If we assume $$a + b \in B$$, we will also reach a contradiction like this.

Therefor, $$a + b$$ is not in A and B.

i.e. $$a + b \notin A \cup B$$.

Then the set $$A \cup B$$ isn’t closed under addition.

Therefor if $$A \cup B \neq A$$ or $$B$$, $$A \cup B$$ is not a subspace of V.

Now we have proved that the union of two subspaces of $$V$$ is a subspace of $$V$$ if and only if one of the subspaces of $$V$$ is contained in the other.

## R到R的周期函数构成的集合是R^R的子空间吗？

Question:

A function $$f : \mathbb{R} \rightarrow \mathbb{R}$$ is called periodic if there exists a positive number $$p$$ such that $$f(x) = f(x + p)$$ for all $$x \in \mathbb{R}$$. Is the set of periodic functions from $$\mathbb{R} \rightarrow \mathbb{R}$$ a subspace of $$\mathbb{R}^{\mathbb{R}}$$? Explain.

Solution:

The answer to this question is YES. Now we will prove it.
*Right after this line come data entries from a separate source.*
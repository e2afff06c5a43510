//! Procedural content: NPCs, quests, locations, encounters, puzzles.
//!
//! NPC and quest generation consult JSON template tables
//! (`npc_templates.json`, `quest_templates.json`) keyed by lowercase role or
//! theme, falling back to randomized defaults.

use crate::difficulty::Difficulty;
use crate::enemy::{Enemy, ENEMY_KINDS};
use chrono::{DateTime, Utc};
use rand::seq::SliceRandom;
use rand::Rng;
use serde::{Deserialize, Serialize};
use std::collections::HashMap;
use std::path::Path;
use thiserror::Error;
use tracing::debug;

#[derive(Debug, Error)]
pub enum ContentError {
    #[error("IO error: {0}")]
    Io(#[from] std::io::Error),

    #[error("Invalid content templates: {0}")]
    Templates(#[from] serde_json::Error),
}

const NPC_NAMES: [&str; 12] = [
    "Aldric", "Brenna", "Cedric", "Dara", "Ewan", "Fiona", "Gareth", "Helena", "Ivor", "Jenna", "Kael", "Luna",
];

const DEMEANORS: [&str; 4] = ["kind", "stern", "mysterious", "cheerful"];

// ============================================================================
// NPCs
// ============================================================================

/// Template fields for an NPC role. Missing fields use generic defaults.
#[derive(Debug, Clone, Default, PartialEq, Eq, Serialize, Deserialize)]
pub struct NpcTemplate {
    pub name: Option<String>,
    pub personality: Option<String>,
    pub description: Option<String>,
    pub motivation: Option<String>,
    pub dialogue_style: Option<String>,
}

#[derive(Debug, Clone, PartialEq, Eq, Serialize, Deserialize)]
pub struct Npc {
    pub name: String,
    pub role: String,
    pub personality: String,
    pub description: String,
    pub motivation: String,
    pub dialogue_style: String,
    pub context: String,
    #[serde(default)]
    pub met: bool,
    #[serde(default)]
    pub interactions: Vec<String>,
}

// ============================================================================
// Quests
// ============================================================================

#[derive(Debug, Clone, PartialEq, Eq, Serialize, Deserialize)]
pub struct QuestRewards {
    pub experience: u32,
    pub gold: u32,
    #[serde(default)]
    pub items: Vec<String>,
}

impl Default for QuestRewards {
    fn default() -> Self {
        Self {
            experience: 100,
            gold: 50,
            items: Vec::new(),
        }
    }
}

impl QuestRewards {
    fn scaled(&self, difficulty: Difficulty) -> Self {
        let m = difficulty.reward_multiplier();
        Self {
            experience: (self.experience as f64 * m).floor() as u32,
            gold: (self.gold as f64 * m).floor() as u32,
            items: self.items.clone(),
        }
    }
}

#[derive(Debug, Clone, Default, PartialEq, Eq, Serialize, Deserialize)]
pub struct QuestTemplate {
    pub title: Option<String>,
    pub description: Option<String>,
    #[serde(default)]
    pub objectives: Vec<String>,
    pub rewards: Option<QuestRewards>,
    #[serde(default)]
    pub locations: Vec<String>,
}

#[derive(Debug, Clone, Copy, PartialEq, Eq, Serialize, Deserialize)]
#[serde(rename_all = "snake_case")]
pub enum QuestStatus {
    Active,
    Completed,
    Failed,
}

#[derive(Debug, Clone, PartialEq, Eq, Serialize, Deserialize)]
pub struct Quest {
    /// Theme key the quest was generated from.
    pub id: String,
    pub title: String,
    pub description: String,
    pub difficulty: Difficulty,
    pub status: QuestStatus,
    pub objectives: Vec<String>,
    #[serde(default)]
    pub completed_objectives: Vec<String>,
    pub rewards: QuestRewards,
    #[serde(default)]
    pub locations: Vec<String>,
    pub started_at: Option<DateTime<Utc>>,
    pub completed_at: Option<DateTime<Utc>>,
}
Let $$V$$ be the set of all periodic functions from $$\mathbb{R} \rightarrow \mathbb{R}$$.

Part 1:

Let $$f_0(x) = 0$$. Clearly $$f_0 \in V$$.

Part 2:

Take $$f, g \in V$$, $$f(x + m) = f(x)$$, $$g(x + n) = g(x)$$.

Clearly, \begin{aligned}(f + g)(x + lcm(m, n)) = & f(x + lcm(m, n)) + g(x + lcm(m, n)) \\ = & f(x) + g(x) \\ = & (f + g)(x)\end{aligned}.

Thus $$f + g \in V$$.

Part 3:

Take $$f \in V$$, and $$a \in R$$.

We have $$(af)(x + p) = a \cdot f(x + p) = a \cdot f(x) = (af)(x)$$.

Thus $$af \in V$$.

Therefor the set of all periodic functions from $$\mathbb{R} \rightarrow \mathbb{R}$$ is a subspace of $$\mathbb{R}^{\mathbb{R}}$$.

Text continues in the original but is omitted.